Each group will be given / assigned one generative AI tools. On 3 February 2025, each tool was fed the prompt: "Provide a summary of how biotechnology can be used with plants to make plants virus resistant. Please provide evidence and sources, cited in APA style, when applicable. The audience is college students in an entry-level biotechnology course." (Google's AI Overview had a modified prompt.)

Each group will evaluate the credibility of the text generated by their assigned tool. Pay special attention to:

• Purpose - Why does this information exist in the way it does?
• Verifiability (Accuracy) - Can you verify this information? Is the generated summary factual? Is there any way for you to know where the information originally came from? If it provides references or suggested resources, check them against Google Scholar. Do they exist? Or were they hallucinated?
• Newness - If it provides references or suggested resources, is the currency of those sources appropriate?
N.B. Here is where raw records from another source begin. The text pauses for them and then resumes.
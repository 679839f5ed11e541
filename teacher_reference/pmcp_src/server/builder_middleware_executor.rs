//! Builder-scoped middleware executor for workflow registration.
//!
//! This module provides a `MiddlewareExecutor` implementation that works during
//! the builder phase, allowing workflows to be registered with middleware support
//! before the server is fully built.

use crate::error::Result;
use crate::server::cancellation::RequestHandlerExtra;
use crate::server::middleware_executor::MiddlewareExecutor;
use crate::server::tool_middleware::{ToolContext, ToolMiddleware};
use crate::server::ToolHandler;
use async_trait::async_trait;
use serde_json::Value;
use std::collections::HashMap;
use std::sync::Arc;

/// Middleware executor that captures builder state for workflow tool execution.
///
/// This executor is created during the builder phase and captures:
/// - The current set of registered tools
/// - The current middleware chain
///
/// When workflows execute tools, this executor applies the middleware chain
/// exactly as the final `ServerCore` would, ensuring consistent behavior.
///
/// # Architecture
///
/// ```text
/// ServerBuilder
///   ├── tools: HashMap<String, Arc<dyn ToolHandler>>
///   ├── tool_middlewares: Vec<Arc<dyn ToolMiddleware>>
///   └── .prompt_workflow()
///         ↓
///   Creates BuilderMiddlewareExecutor (captures tools + middleware)
///         ↓
///   WorkflowPromptHandler::with_middleware_executor()
///         ↓
///   Workflow executes → Middleware applied ✅
/// ```
///
/// # Example
///
/// This type is used internally by `ServerBuilder::prompt_workflow()`:
///
/// ```rust,ignore
/// let server = Server::builder()
///     .tool("my_tool", MyTool)
///     .tool_middleware(Arc::new(OAuthMiddleware))
///     .prompt_workflow(my_workflow)?  // ← Uses BuilderMiddlewareExecutor
///     .build()?;
/// ```
#[derive(Clone)]
pub struct BuilderMiddlewareExecutor {
    /// Registered tool handlers (captured from builder)
    #[allow(dead_code)] // Tools are accessed via get() method
    tools: HashMap<String, Arc<dyn ToolHandler>>,
    /// Middleware chain (captured from builder)
    middlewares: Vec<Arc<dyn ToolMiddleware>>,
}

impl std::fmt::Debug for BuilderMiddlewareExecutor {
    fn fmt(&self, f: &mut std::fmt::Formatter<'_>) -> std::fmt::Result {
        f.debug_struct("BuilderMiddlewareExecutor")
            .field("tools", &self.tools.keys().collect::<Vec<_>>())
            .field("middlewares_count", &self.middlewares.len())
            .finish()
    }
}

impl BuilderMiddlewareExecutor {
    /// Create a new builder-scoped middleware executor.
    ///
    /// Captures the current state of tools and middleware from the builder.
    pub fn new(
        tools: HashMap<String, Arc<dyn ToolHandler>>,
        middlewares: Vec<Arc<dyn ToolMiddleware>>,
    ) -> Self {
        Self { tools, middlewares }
    }
}

#[async_trait]
impl MiddlewareExecutor for BuilderMiddlewareExecutor {
    async fn execute_tool_with_middleware(
        &self,
        tool_name: &str,
        mut args: Value,
        mut extra: RequestHandlerExtra,
    ) -> Result<Value> {
        // Debug: Check auth_context at middleware executor entry
        tracing::debug!(
            "BuilderMiddlewareExecutor.execute_tool_with_middleware() - Entry: auth_context present: {}, has_token: {}, tool: {}",
            extra.auth_context.is_some(),
            extra.auth_context.as_ref().and_then(|ctx| ctx.token.as_ref()).is_some(),
            tool_name
        );

        // Get the tool handler
        let handler = self
            .tools
            .get(tool_name)
            .ok_or_else(|| crate::Error::internal(format!("Tool '{}' not found", tool_name)))?;

        // Create tool context for middleware
        let context = ToolContext::new(tool_name, &extra.request_id);

        // Process request through middleware chain
        for middleware in &self.middlewares {
            // Debug: Log before middleware processing
            tracing::debug!(
                "BuilderMiddlewareExecutor - Before middleware: auth_context present: {}, has_token: {}",
                extra.auth_context.is_some(),
                extra.auth_context.as_ref().and_then(|ctx| ctx.token.as_ref()).is_some()
            );

            middleware
                .on_request(tool_name, &mut args, &mut extra, &context)
                .await?;

            // Debug: Log after middleware processing
            tracing::debug!(
                "BuilderMiddlewareExecutor - After middleware: auth_context present: {}, has_token: {}",
                extra.auth_context.is_some(),
                extra.auth_context.as_ref().and_then(|ctx| ctx.token.as_ref()).is_some()
            );
        }

        // Execute the tool
        let mut result = handler.handle(args, extra.clone()).await;

        // Process response through middleware chain
        for middleware in &self.middlewares {
            if let Err(e) = middleware
                .on_response(tool_name, &mut result, &context)
                .await
            {
                // Log error but continue with original result
                tracing::warn!("Tool response middleware processing failed: {}", e);
            }
        }

        // If tool execution failed, call on_error hooks
        if let Err(ref e) = result {
            for middleware in &self.middlewares {
                let _ = middleware.on_error(tool_name, e, &context).await;
            }
        }

        result
    }
}

#[cfg(test)]
mod tests {
    use super::*;
    use serde_json::json;
    use tokio_util::sync::CancellationToken;

    struct MockTool;

    #[async_trait]
    impl ToolHandler for MockTool {
        async fn handle(&self, args: Value, _extra: RequestHandlerExtra) -> Result<Value> {
            Ok(json!({"echo": args}))
        }
    }

    struct CounterMiddleware {
        counter: Arc<std::sync::Mutex<i32>>,
    }

    #[async_trait]
    impl ToolMiddleware for CounterMiddleware {
        async fn on_request(
            &self,
            _tool_name: &str,
            args: &mut Value,
            _extra: &mut RequestHandlerExtra,
            _context: &ToolContext,
        ) -> Result<()> {
            *self.counter.lock().unwrap() += 1;
            // Add metadata to args
            args.as_object_mut()
                .unwrap()
                .insert("middleware_applied".to_string(), json!(true));
            Ok(())
        }
    }

    #[tokio::test]
    async fn test_builder_middleware_executor() {
        let counter = Arc::new(std::sync::Mutex::new(0));

        // Build executor with tool and middleware
        let mut tools = HashMap::new();
        tools.insert(
            "mock_tool".to_string(),
            Arc::new(MockTool) as Arc<dyn ToolHandler>,
        );

        let middleware = Arc::new(CounterMiddleware {
            counter: counter.clone(),
        }) as Arc<dyn ToolMiddleware>;

        let executor = BuilderMiddlewareExecutor::new(tools, vec![middleware]);

        // Execute tool through middleware
        let extra = RequestHandlerExtra::new("test-request".to_string(), CancellationToken::new());
        let result = executor
            .execute_tool_with_middleware("mock_tool", json!({"input": "test"}), extra)
            .await
            .unwrap();

        // Verify middleware was applied
        assert_eq!(*counter.lock().unwrap(), 1);
        assert_eq!(
            result,
            json!({"echo": {"input": "test", "middleware_applied": true}})
        );
    }

    // Test that auth_context is preserved through clone and middleware execution
    struct AuthCheckingMiddleware {
        auth_checked: Arc<std::sync::Mutex<bool>>,
    }

    #[async_trait]
    impl ToolMiddleware for AuthCheckingMiddleware {
        async fn on_request(
            &self,
            _tool_name: &str,
            _args: &mut Value,
            extra: &mut RequestHandlerExtra,
            _context: &ToolContext,
        ) -> Result<()> {
            // Check if auth_context is present and has token
            if let Some(auth_ctx) = &extra.auth_context {
                if let Some(token) = &auth_ctx.token {
                    if token == "test-token-123" {
                        *self.auth_checked.lock().unwrap() = true;
                        // Inject token into metadata (like OAuth middleware would)
                        extra.set_metadata("oauth_token".to_string(), token.clone());
                        return Ok(());
                    }
                }
            }
            Err(crate::Error::authentication(
                "OAuth authentication required - auth_context missing or invalid".to_string(),
            ))
        }
    }

    #[tokio::test]
    async fn test_auth_context_preserved_through_middleware() {
        let auth_checked = Arc::new(std::sync::Mutex::new(false));

        // Build executor with tool and auth-checking middleware
        let mut tools = HashMap::new();
        tools.insert(
            "mock_tool".to_string(),
            Arc::new(MockTool) as Arc<dyn ToolHandler>,
        );

        let middleware = Arc::new(AuthCheckingMiddleware {
            auth_checked: auth_checked.clone(),
        }) as Arc<dyn ToolMiddleware>;

        let executor = BuilderMiddlewareExecutor::new(tools, vec![middleware]);

        // Create auth context with token
        let auth_context = crate::server::auth::AuthContext {
            subject: "user-123".to_string(),
            scopes: vec!["openid".to_string()],
            claims: std::collections::HashMap::new(),
            token: Some("test-token-123".to_string()),
            client_id: Some("client-456".to_string()),
            expires_at: None,
            authenticated: true,
        };

        // Create extra with auth_context
        let extra = RequestHandlerExtra::new("test-request".to_string(), CancellationToken::new())
            .with_auth_context(Some(auth_context));

        // Execute tool through middleware (with clone)
        let result = executor
            .execute_tool_with_middleware("mock_tool", json!({"input": "test"}), extra)
            .await
            .unwrap();

        // Verify middleware saw the auth_context
        assert!(
            *auth_checked.lock().unwrap(),
            "Middleware should have seen auth_context with token"
        );

        // Verify tool executed successfully
        assert_eq!(result, json!({"echo": {"input": "test"}}));
    }
}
Please be prepared to share your thoughts on these four factors for your assigned tool.

Access the shared chat for each tool

Prompt:

"Provide a summary of how biotechnology can be used with plants to make plants virus resistant. Please provide evidence and sources, cited in APA style, when applicable. The audience is college students in an entry-level biotechnology course."

Copilot's Generated Response:

Biotechnology offers several innovative methods to make plants resistant to viruses, enhancing crop yields and sustainability. Here are some key techniques:

1. Viral Coat Protein Technology: This method involves inserting genes that encode viral coat proteins into plants. These proteins act like vaccines, enabling the plant to resist specific viruses. For example, the coat protein of the Tobacco Mosaic Virus (TMV) has been used to develop virus-resistant transgenic plants 1.

2. RNA Interference (RNAi): This technique uses small RNA molecules to silence specific viral genes, preventing the virus from replicating within the plant. RNAi has been successfully used to confer resistance to various plant viruses 2.

3. CRISPR/Cas9 Gene Editing: This advanced method allows precise editing of plant genomes to introduce virus resistance. By targeting and modifying specific genes, scientists can create plants that are less susceptible to viral infections 3.

4. Cross-Protection: This involves inoculating plants with mild strains of viruses to protect against more virulent strains. While effective, this method carries risks, such as the mild strain becoming more virulent over time 2.

5. Replicase-Mediated Resistance: This approach involves inserting genes that encode viral replicase enzymes into plants. These enzymes interfere with the virus's ability to replicate, providing resistance 1.

Evidence and Sources

• Viral Coat Protein Technology: The use of TMV coat protein genes in transgenic plants has shown varying levels of protection, from  immunity to delayed symptoms (Biotechnologynotes.com, n.d.)1.
• RNA Interference (RNAi): RNAi has been widely adopted for its effectiveness in silencing viral genes and providing resistance (Biology Discussion, n.d.) 2.
• CRISPR/Cas9 Gene Editing: This method's precision makes it a powerful tool for developing virus-resistant plants (Plant Archives, 2018) 3.

These biotechnological approaches not only enhance plant resilience but also reduce the need for chemical pesticides, promoting sustainable agricultural practices.

1: Biotechnologynotes.com. (n.d.). Development of viral resistant plants. Retrieved from biotechnologynotes.com 

2: Biology Discussion. (n.d.). Viral resistance in transgenic plants. Retrieved from biologydiscussion.com 

3: Plant Archives. (2018). Biotechnological approaches for engineering resistance against viruses. Retrieved from plantarchives.org

Feel free to ask if you have any questions or need further clarification!